Héctor Pavón coordina el Taller Investigación Cultural los martes de abril a las 19 en Fundación TEM. Aquí cuenta algunas características de su propuesta. Además brinda una mirada amplia sobre cómo se está reconvirtiendo el oficio periodístico y cuáles son sus principales desafíos, también en el campo de la cultura. 

-¿Cuál es la propuesta general del taller? ¿Es necesario tener conocimientos previos?

-La propuesta es vincular las ventajas que aporta el periodismo de investigación con las indagaciones en el campo de la cultura. Muchas veces se cree que el periodista cultural sólo debe conocer la materia de su especialidad y trabajar sobre el objeto analizado, criticado como puede ser un libro, una obra de arte, un concierto, o una conferencia, entre muchas otras variantes. Sin embargo, aquel periodista que cuestione las condiciones en que ese producto fue concebido y leído por el público ya empieza a indagar, a ver la imagen completa y también a desconfiar de aquello que surge como una simple presentación de un producto.

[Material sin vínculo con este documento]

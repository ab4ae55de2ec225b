//! Compound type registry
//!
//! Holds every compound type defined in the store. Definitions are immutable
//! once registered; the registry only ever grows.

use crate::config::TagbaseConfig;
use crate::registry::compound::{layout, CompoundType, Layout};
use crate::registry::definition::{serialize_type, MemberDef};
use crate::types::{DataType, Primitive, Result, TagError};
use std::collections::HashMap;
use std::sync::Arc;

/// The registry of compound types
pub struct TypeRegistry {
    /// All compound types, indexed by id
    compounds: Vec<Arc<CompoundType>>,

    /// Lookup by lower-cased name
    by_name: HashMap<String, usize>,

    config: TagbaseConfig,
}

impl TypeRegistry {
    /// Create an empty registry
    pub fn new(config: TagbaseConfig) -> Self {
        Self {
            compounds: Vec::new(),
            by_name: HashMap::new(),
            config,
        }
    }

    /// Register a compound type
    ///
    /// Redefining an existing name with identical members returns the
    /// existing type; any difference fails with `TypeConflict`.
    pub fn define(&mut self, name: &str, members: &[MemberDef]) -> Result<DataType> {
        if !self.config.is_valid_name(name) {
            return Err(TagError::InvalidName(name.to_string()));
        }
        if Primitive::from_name(name).is_some() {
            return Err(TagError::TypeConflict(format!(
                "'{}' is a primitive type name",
                name
            )));
        }
        if members.is_empty() {
            return Err(TagError::InvalidArgument(format!(
                "type '{}' has no members",
                name
            )));
        }

        let resolved = self.resolve_members(name, members)?;

        if let Some(existing) = self.find(name) {
            if existing.has_members(&resolved) {
                log::debug!("Type {} already defined with identical members", name);
                return Ok(DataType::Compound(existing));
            }
            return Err(TagError::TypeConflict(format!(
                "type '{}' already defined with different members",
                existing.name()
            )));
        }

        let id = self.compounds.len() as u32;
        let compound = Arc::new(CompoundType::new(id, name, resolved));

        log::info!(
            "Defined compound type {} ({} members, {} bytes)",
            name,
            compound.members().len(),
            compound.size_bytes()
        );

        self.by_name.insert(name.to_ascii_lowercase(), id as usize);
        self.compounds.push(compound.clone());
        Ok(DataType::Compound(compound))
    }

    /// Validate the member list and resolve every member's type
    fn resolve_members(
        &self,
        type_name: &str,
        members: &[MemberDef],
    ) -> Result<Vec<(String, DataType, u32)>> {
        let mut resolved: Vec<(String, DataType, u32)> = Vec::with_capacity(members.len());

        for member in members {
            if !self.config.is_valid_name(&member.name) {
                return Err(TagError::InvalidName(member.name.clone()));
            }
            if member.count == 0 {
                return Err(TagError::InvalidArgument(format!(
                    "member '{}' has a count of zero",
                    member.name
                )));
            }
            if resolved
                .iter()
                .any(|(name, _, _)| name.eq_ignore_ascii_case(&member.name))
            {
                return Err(TagError::InvalidArgument(format!(
                    "duplicate member '{}' in type '{}'",
                    member.name, type_name
                )));
            }
            if member.type_name.eq_ignore_ascii_case(type_name) {
                return Err(TagError::CyclicType(format!(
                    "member '{}' of '{}' references its own type",
                    member.name, type_name
                )));
            }

            let data_type =
                self.resolve(&member.type_name)
                    .map_err(|_| TagError::UnknownMemberType {
                        member: member.name.clone(),
                        type_name: member.type_name.clone(),
                    })?;

            if let Some(nested) = data_type.as_compound() {
                if nested.references(type_name) {
                    return Err(TagError::CyclicType(format!(
                        "member '{}' of '{}' transitively references '{}'",
                        member.name, type_name, type_name
                    )));
                }
            }

            resolved.push((member.name.clone(), data_type, member.count));
        }

        Ok(resolved)
    }

    fn find(&self, name: &str) -> Option<Arc<CompoundType>> {
        self.by_name
            .get(&name.to_ascii_lowercase())
            .and_then(|idx| self.compounds.get(*idx))
            .cloned()
    }

    /// Resolve a primitive or compound type by name (case-insensitive)
    pub fn resolve(&self, name: &str) -> Result<DataType> {
        if let Some(p) = Primitive::from_name(name) {
            return Ok(DataType::Primitive(p));
        }
        self.find(name)
            .map(DataType::Compound)
            .ok_or_else(|| TagError::UnknownType(name.to_string()))
    }

    /// Get a compound type by id
    pub fn get(&self, id: u32) -> Option<Arc<CompoundType>> {
        self.compounds.get(id as usize).cloned()
    }

    /// Compute the layout of a type
    pub fn layout(&self, data_type: &DataType) -> Layout {
        layout(data_type)
    }

    /// Canonical text form of a compound type
    pub fn serialize(&self, name: &str) -> Result<String> {
        self.find(name)
            .map(|cdt| serialize_type(&cdt))
            .ok_or_else(|| TagError::UnknownType(name.to_string()))
    }

    /// Names of all compound types in definition order
    pub fn names(&self) -> Vec<String> {
        self.compounds.iter().map(|c| c.name().to_string()).collect()
    }

    /// Number of compound types
    pub fn len(&self) -> usize {
        self.compounds.len()
    }

    pub fn is_empty(&self) -> bool {
        self.compounds.is_empty()
    }
}

#[cfg(test)]
mod tests {
    use super::*;

    fn registry() -> TypeRegistry {
        TypeRegistry::new(TagbaseConfig::new())
    }

    fn pydax_members() -> Vec<MemberDef> {
        vec![
            MemberDef::new("Mem1", "BOOL", 10),
            MemberDef::new("Mem2", "BOOL", 1),
            MemberDef::new("Mem3", "BOOL", 3),
        ]
    }

    #[test]
    fn test_define_and_resolve() {
        let mut reg = registry();
        let dt = reg.define("PyDAX_Type", &pydax_members()).unwrap();
        assert_eq!(dt.name(), "PyDAX_Type");

        // Case-insensitive lookup
        let resolved = reg.resolve("PyDAX_TYPE").unwrap();
        assert_eq!(resolved, dt);
        assert_eq!(reg.resolve("int").unwrap(), DataType::Primitive(Primitive::Int));
        assert!(matches!(reg.resolve("Nope"), Err(TagError::UnknownType(_))));
    }

    #[test]
    fn test_identical_redefinition_is_idempotent() {
        let mut reg = registry();
        let first = reg.define("PyDAX_Type", &pydax_members()).unwrap();
        let second = reg.define("PyDAX_Type", &pydax_members()).unwrap();
        assert_eq!(first, second);
        assert_eq!(reg.len(), 1);
    }

    #[test]
    fn test_conflicting_redefinition_fails() {
        let mut reg = registry();
        reg.define("PyDAX_Type", &pydax_members()).unwrap();

        let mut changed = pydax_members();
        changed[2].count = 4;
        assert!(matches!(
            reg.define("PyDAX_Type", &changed),
            Err(TagError::TypeConflict(_))
        ));
        assert!(matches!(
            reg.define("DINT", &pydax_members()),
            Err(TagError::TypeConflict(_))
        ));
    }

    #[test]
    fn test_self_reference_is_cyclic() {
        let mut reg = registry();
        let members = vec![MemberDef::new("Next", "Node", 1)];
        assert!(matches!(
            reg.define("Node", &members),
            Err(TagError::CyclicType(_))
        ));
    }

    #[test]
    fn test_transitive_reference_is_cyclic() {
        let mut reg = registry();
        reg.define("Outer", &[MemberDef::new("A", "INT", 1)]).unwrap();
        reg.define("Middle", &[MemberDef::new("O", "Outer", 1)]).unwrap();

        // Redefining Outer to contain Middle would close a loop
        assert!(matches!(
            reg.define("Outer", &[MemberDef::new("M", "Middle", 1)]),
            Err(TagError::CyclicType(_))
        ));
    }

    #[test]
    fn test_unknown_member_type() {
        let mut reg = registry();
        let err = reg
            .define("T", &[MemberDef::new("A", "Missing", 1)])
            .unwrap_err();
        match err {
            TagError::UnknownMemberType { member, type_name } => {
                assert_eq!(member, "A");
                assert_eq!(type_name, "Missing");
            }
            other => panic!("unexpected error: {other:?}"),
        }
        assert!(reg.is_empty());
    }

    #[test]
    fn test_member_validation() {
        let mut reg = registry();
        assert!(matches!(
            reg.define("T", &[MemberDef::new("1bad", "INT", 1)]),
            Err(TagError::InvalidName(_))
        ));
        assert!(matches!(
            reg.define("T", &[MemberDef::new("A", "INT", 0)]),
            Err(TagError::InvalidArgument(_))
        ));
        assert!(matches!(
            reg.define(
                "T",
                &[MemberDef::new("A", "INT", 1), MemberDef::new("a", "BOOL", 1)]
            ),
            Err(TagError::InvalidArgument(_))
        ));
        assert!(matches!(reg.define("T", &[]), Err(TagError::InvalidArgument(_))));
    }

    #[test]
    fn test_serialize_and_names() {
        let mut reg = registry();
        reg.define("PyDAX_Type", &pydax_members()).unwrap();
        assert_eq!(
            reg.serialize("pydax_type").unwrap(),
            "PyDAX_Type:Mem1,BOOL,10:Mem2,BOOL,1:Mem3,BOOL,3"
        );
        assert_eq!(reg.names(), vec!["PyDAX_Type".to_string()]);
        assert!(reg.get(0).is_some());
        assert!(reg.get(1).is_none());
    }

    #[test]
    fn test_layout_through_registry() {
        let mut reg = registry();
        let dt = reg.define("PyDAX_Type", &pydax_members()).unwrap();
        assert_eq!(reg.layout(&dt), reg.layout(&dt));
        assert_eq!(reg.layout(&dt).size_bits, 16);
    }
}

La desconfianza y la duda pueden ser buenas consejeras cuando se trata de exponer un fenómeno cultural desde el más simple al más sencillo en todas sus facetas. Para investigar el origen de una obra de arte hace falta mucho más que saberes estéticos: conocer historia y también finanzas; analizar un ensayo requiere saber acerca de determinados campos humanísticos pero también de política, economía, sociología; estar informado acerca del mundo de las finanzas y los circuitos bancarios ayuda a establecer la veracidad o falsedad de un presupuesto oficial en una muestra internacional o los gastos excesivos de una fundación. Hay objetos de investigación “nuevos” como el inmenso mundo de la gastronomía que requiere cocineros y periodistas que sepan no sólo de cocina, también deben conocer de los mundos que concurren al de la comida y al de las tensiones históricas que explican por qué una comunidad cocina y come determinas cosas y deja de lado otras. Es ideal tener una formación cultural en algún campo y también en periodismo pero también es interesante despertar inquietudes en quienes se acercan a este cruce desde otra disciplina o profesión afín. Lo fundamental es poseer una actitud de apertura, interés y gusto por los universos culturales y de inquietud hacia aquello que parece no admitir dudas ni preguntas de ningún tipo.

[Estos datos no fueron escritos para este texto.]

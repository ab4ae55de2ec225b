//! Configuration loading and parsing

use anyhow::{bail, Context, Result};
use serde::{Deserialize, Serialize};
use std::collections::BTreeMap;
use std::fs;
use std::path::Path;
use tagbase::{MemberDef, TagValue, TagbaseConfig};

/// Main application configuration (loaded from a TOML script)
#[derive(Debug, Clone, Default, Deserialize, Serialize)]
pub struct AppConfig {
    #[serde(default)]
    pub server: TagbaseConfig,
    #[serde(default)]
    pub types: Vec<TypeConfig>,
    #[serde(default)]
    pub tags: Vec<TagConfig>,
    #[serde(default)]
    pub events: Vec<EventConfig>,
    #[serde(default)]
    pub writes: Vec<WriteConfig>,
}

/// A compound type, either as a member list or in text form
#[derive(Debug, Clone, Deserialize, Serialize)]
pub struct TypeConfig {
    pub name: Option<String>,
    #[serde(default)]
    pub members: Vec<MemberDef>,
    /// `Name:Mem,TYPE,count:...`
    pub definition: Option<String>,
}

#[derive(Debug, Clone, Deserialize, Serialize)]
pub struct TagConfig {
    pub name: String,
    #[serde(rename = "type")]
    pub type_name: String,
    #[serde(default = "default_count")]
    pub count: u32,
}

fn default_count() -> u32 {
    1
}

#[derive(Debug, Clone, Deserialize, Serialize)]
pub struct EventConfig {
    pub address: String,
    /// Event kind name, e.g. "change" or "GREATER"
    pub kind: String,
    #[serde(default)]
    pub count: u32,
    pub value: Option<ConfigValue>,
    /// Label reported with every notification of this event
    pub label: Option<String>,
}

#[derive(Debug, Clone, Deserialize, Serialize)]
pub struct WriteConfig {
    pub address: String,
    pub value: ConfigValue,
    #[serde(default)]
    pub count: u32,
    /// Pause before this write
    #[serde(default)]
    pub delay_ms: u64,
}

/// A TOML value that can be written to a tag
#[derive(Debug, Clone, PartialEq, Deserialize, Serialize)]
#[serde(untagged)]
pub enum ConfigValue {
    Bool(bool),
    Int(i64),
    Real(f64),
    List(Vec<ConfigValue>),
    Table(BTreeMap<String, ConfigValue>),
}

impl ConfigValue {
    pub fn to_tag_value(&self) -> TagValue {
        match self {
            ConfigValue::Bool(v) => TagValue::Bool(*v),
            ConfigValue::Int(v) => TagValue::Int(*v),
            ConfigValue::Real(v) => TagValue::Real(*v),
            ConfigValue::List(items) => {
                TagValue::Array(items.iter().map(ConfigValue::to_tag_value).collect())
            }
            ConfigValue::Table(members) => TagValue::Compound(
                members
                    .iter()
                    .map(|(name, value)| (name.clone(), value.to_tag_value()))
                    .collect(),
            ),
        }
    }
}

impl AppConfig {
    /// The reference client sequence as a script
    pub fn demo() -> Self {
        Self {
            server: TagbaseConfig::default(),
            types: vec![TypeConfig {
                name: Some("PyDAX_Type".to_string()),
                members: vec![
                    MemberDef::new("Mem1", "BOOL", 10),
                    MemberDef::new("Mem2", "BOOL", 1),
                    MemberDef::new("Mem3", "BOOL", 3),
                ],
                definition: None,
            }],
            tags: vec![
                TagConfig {
                    name: "PyCDTTAG".to_string(),
                    type_name: "PyDAX_TYPE".to_string(),
                    count: 1,
                },
                TagConfig {
                    name: "PyBYTE".to_string(),
                    type_name: "BYTE".to_string(),
                    count: 10,
                },
                TagConfig {
                    name: "PyINT".to_string(),
                    type_name: "INT".to_string(),
                    count: 10,
                },
                TagConfig {
                    name: "PyINT".to_string(),
                    type_name: "INT".to_string(),
                    count: 10,
                },
            ],
            events: vec![EventConfig {
                address: "PyBYTE[5]".to_string(),
                kind: "CHANGE".to_string(),
                count: 0,
                value: None,
                label: Some("PyBYTE[5] changed".to_string()),
            }],
            writes: vec![WriteConfig {
                address: "PyBYTE[5]".to_string(),
                value: ConfigValue::Int(7),
                count: 0,
                delay_ms: 100,
            }],
        }
    }

    /// Check the script for entries that can never be applied
    pub fn validate(&self) -> Result<()> {
        for (i, t) in self.types.iter().enumerate() {
            match (&t.definition, &t.name) {
                (Some(_), None) => {}
                (None, Some(_)) if !t.members.is_empty() => {}
                _ => bail!(
                    "types[{}]: give either `definition` or `name` with `members`",
                    i
                ),
            }
        }
        for (i, e) in self.events.iter().enumerate() {
            e.kind
                .parse::<tagbase::EventKind>()
                .with_context(|| format!("events[{}]: invalid kind", i))?;
        }
        Ok(())
    }
}

/// Load configuration from a TOML file
pub fn load_config(path: &Path) -> Result<AppConfig> {
    let content = fs::read_to_string(path)
        .with_context(|| format!("Failed to read config file: {:?}", path))?;

    let config: AppConfig = toml::from_str(&content)
        .with_context(|| format!("Failed to parse config file: {:?}", path))?;

    config
        .validate()
        .with_context(|| format!("Invalid config file: {:?}", path))?;

    Ok(config)
}

#[cfg(test)]
mod tests {
    use super::*;
    use std::io::Write;

    const SCRIPT: &str = r#"
        [server]
        queue_capacity = 64

        [[types]]
        name = "Motor"
        members = [
            { name = "Run", type = "BOOL" },
            { name = "Speed", type = "INT", count = 2 },
        ]

        [[types]]
        definition = "PyDAX_Type:Mem1,BOOL,10:Mem2,BOOL,1:Mem3,BOOL,3"

        [[tags]]
        name = "M1"
        type = "Motor"

        [[events]]
        address = "M1.Speed[1]"
        kind = "greater"
        value = 100
        label = "overspeed"

        [[writes]]
        address = "M1"
        value = { Run = true, Speed = [10, 120] }
        delay_ms = 5
    "#;

    #[test]
    fn test_config_deserialization() {
        let config: AppConfig = toml::from_str(SCRIPT).unwrap();
        assert_eq!(config.server.queue_capacity, 64);
        assert_eq!(config.server.max_name_length, 32);
        assert_eq!(config.types.len(), 2);
        assert_eq!(config.types[0].members[0].count, 1);
        assert_eq!(config.tags[0].count, 1);
        assert_eq!(config.events[0].value, Some(ConfigValue::Int(100)));
        assert!(config.validate().is_ok());
    }

    #[test]
    fn test_config_values_convert_to_tag_values() {
        let config: AppConfig = toml::from_str(SCRIPT).unwrap();
        let value = config.writes[0].value.to_tag_value();
        assert_eq!(value.member("Run"), Some(&TagValue::Bool(true)));
        assert_eq!(
            value.member("Speed"),
            Some(&TagValue::Array(vec![TagValue::Int(10), TagValue::Int(120)]))
        );
    }

    #[test]
    fn test_load_config_from_file() {
        let mut file = tempfile::NamedTempFile::new().unwrap();
        file.write_all(SCRIPT.as_bytes()).unwrap();

        let config = load_config(file.path()).unwrap();
        assert_eq!(config.writes[0].delay_ms, 5);
        assert_eq!(config.events[0].label.as_deref(), Some("overspeed"));
    }

    #[test]
    fn test_load_config_errors() {
        let dir = tempfile::tempdir().unwrap();
        assert!(load_config(&dir.path().join("missing.toml")).is_err());

        let bad_kind = dir.path().join("bad.toml");
        fs::write(
            &bad_kind,
            "[[events]]\naddress = \"A\"\nkind = \"rising\"\n",
        )
        .unwrap();
        assert!(load_config(&bad_kind).is_err());

        let bad_type = dir.path().join("type.toml");
        fs::write(&bad_type, "[[types]]\nname = \"Empty\"\n").unwrap();
        assert!(load_config(&bad_type).is_err());
    }

    #[test]
    fn test_demo_config_is_valid() {
        let config = AppConfig::demo();
        assert!(config.validate().is_ok());
        assert_eq!(config.tags.len(), 4);
    }
}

-¿Existe un método de investigación periodística aplicable al mundo de la cultura? ¿Cuáles son algunas de sus características?

-La idea que debería regir toda investigación es la de buscar la verdad. Esta simple propuesta nos puede abrir un debate filosófico infinito acerca de qué es lo que entendemos por verdad. Sin embargo, la investigación cultural intenta establecer parámetros en tanto evidenciar, quitar velos, dejar al descubierto de qué modos se produjo, se hizo circular y fue accesible al público todo objeto cultural. El periodista cultural en su investigación va a combinar metodología periodística y de las ciencias sociales. Va a trabajar con fuentes de todo tipo: particulares y oficiales. Y entre ellas van a cobrar especial interés los archivos y bibliotecas; las universidades, las colecciones privadas, las fuentes orales, los especialistas. No hay fronteras, el conocimiento de idiomas facilita la lectura y la obtención de información que puede ser vital para la investigación. Investigar no implica estar siempre a punto de descubrir un escándalo; no siempre se está trabajando para un premio. Hay investigaciones que pasan desapercibidas para el gran público pero que suelen ser citadas a lo largo del tiempo por el mundo académico, por ejemplo.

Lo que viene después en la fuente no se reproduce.